**BRIEF:** Among the records that follow, find the line with "#[derive(Deserialize)]" and the line with "#[derive(Debug, Clone, Default)]". Set down those lines and all lines between them exactly, without adding anything.

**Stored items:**

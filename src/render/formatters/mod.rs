pub mod html;
pub mod json;
pub mod markdown;
pub mod text;

pub use html::HtmlFormatter;
pub use json::JsonFormatter;
pub use markdown::MarkdownFormatter;
pub use text::TextFormatter;
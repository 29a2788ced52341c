//! Data Loading and Management
//!
//! Handles loading the editorial collection from JSON. The collection is
//! loaded once before any search runs and is read-only afterwards.
//!
//! Accepted file shapes:
//! - a bare array of records: `[{ "title": ..., ... }, ...]`
//! - a wrapped array: `{ "editorials": [ ... ] }`

use std::path::Path;

use anyhow::{Context, Result};
use indexmap::IndexMap;
use serde::{Deserialize, Deserializer, Serialize};

/// One searchable editorial.
///
/// Every field is optional: a record with a missing or null field is still a
/// valid record, it simply never matches on that field.
#[derive(Debug, Clone, PartialEq, Eq, Default, Serialize, Deserialize)]
pub struct EditorialRecord {
    #[serde(default)]
    pub title: Option<String>,
    #[serde(default)]
    pub author: Option<String>,
    /// Opaque display string, never parsed
    #[serde(default)]
    pub date: Option<String>,
    /// Section key -> text, in stored order (drives render order)
    #[serde(default, deserialize_with = "null_as_empty")]
    pub structure: IndexMap<String, Option<String>>,
}

impl EditorialRecord {
    pub fn title(&self) -> Option<&str> {
        self.title.as_deref()
    }

    pub fn author(&self) -> Option<&str> {
        self.author.as_deref()
    }

    pub fn date(&self) -> Option<&str> {
        self.date.as_deref()
    }

    /// Text of one structural section, `None` if the key is absent or null
    pub fn section(&self, key: &str) -> Option<&str> {
        self.structure.get(key).and_then(|v| v.as_deref())
    }

    /// All non-null section texts in stored order
    pub fn section_texts(&self) -> impl Iterator<Item = &str> {
        self.structure.values().filter_map(|v| v.as_deref())
    }
}

/// `"structure": null` deserializes the same as a missing field.
fn null_as_empty<'de, D>(deserializer: D) -> Result<IndexMap<String, Option<String>>, D::Error>
where
    D: Deserializer<'de>,
{
    Ok(Option::deserialize(deserializer)?.unwrap_or_default())
}

#[derive(Deserialize)]
#[serde(untagged)]
enum CollectionFile {
    Bare(Vec<EditorialRecord>),
    Wrapped { editorials: Vec<EditorialRecord> },
}

/// Immutable editorial collection.
///
/// Only shared access is exposed, so the source order seen by the filter is
/// the order the records were loaded in.
#[derive(Debug, Clone, Default)]
pub struct EditorialCollection {
    records: Vec<EditorialRecord>,
}

impl EditorialCollection {
    pub fn new(records: Vec<EditorialRecord>) -> Self {
        Self { records }
    }

    /// Load the collection from a JSON file
    pub fn load_from_path(path: impl AsRef<Path>) -> Result<Self> {
        let path = path.as_ref();
        let raw = std::fs::read_to_string(path)
            .with_context(|| format!("Failed to read editorial collection: {}", path.display()))?;

        let collection = Self::from_json_str(&raw)
            .with_context(|| format!("Failed to parse editorial collection: {}", path.display()))?;

        tracing::info!(
            "Loaded {} editorials from {}",
            collection.len(),
            path.display()
        );

        Ok(collection)
    }

    /// Parse the collection from a JSON string
    pub fn from_json_str(raw: &str) -> Result<Self> {
        let file: CollectionFile =
            serde_json::from_str(raw).context("Editorial JSON is neither an array nor { \"editorials\": [...] }")?;

        let records = match file {
            CollectionFile::Bare(records) => records,
            CollectionFile::Wrapped { editorials } => editorials,
        };

        Ok(Self::new(records))
    }

    pub fn records(&self) -> &[EditorialRecord] {
        &self.records
    }

    pub fn len(&self) -> usize {
        self.records.len()
    }

    pub fn is_empty(&self) -> bool {
        self.records.is_empty()
    }

    /// Distinct structure keys across the collection, first-seen order.
    ///
    /// Used by hosts to offer one `structure_<key>` category per key.
    pub fn structure_keys(&self) -> Vec<&str> {
        let mut keys: Vec<&str> = Vec::new();
        for record in &self.records {
            for key in record.structure.keys() {
                if !keys.contains(&key.as_str()) {
                    keys.push(key);
                }
            }
        }
        keys
    }
}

**ANSWER TO THE PROBLEM:**
#[derive(Deserialize)]
#[serde(untagged)]
enum CollectionFile {
    Bare(Vec<EditorialRecord>),
    Wrapped { editorials: Vec<EditorialRecord> },
}

/// Immutable editorial collection.
///
/// Only shared access is exposed, so the source order seen by the filter is
/// the order the records were loaded in.
#[derive(Debug, Clone, Default)]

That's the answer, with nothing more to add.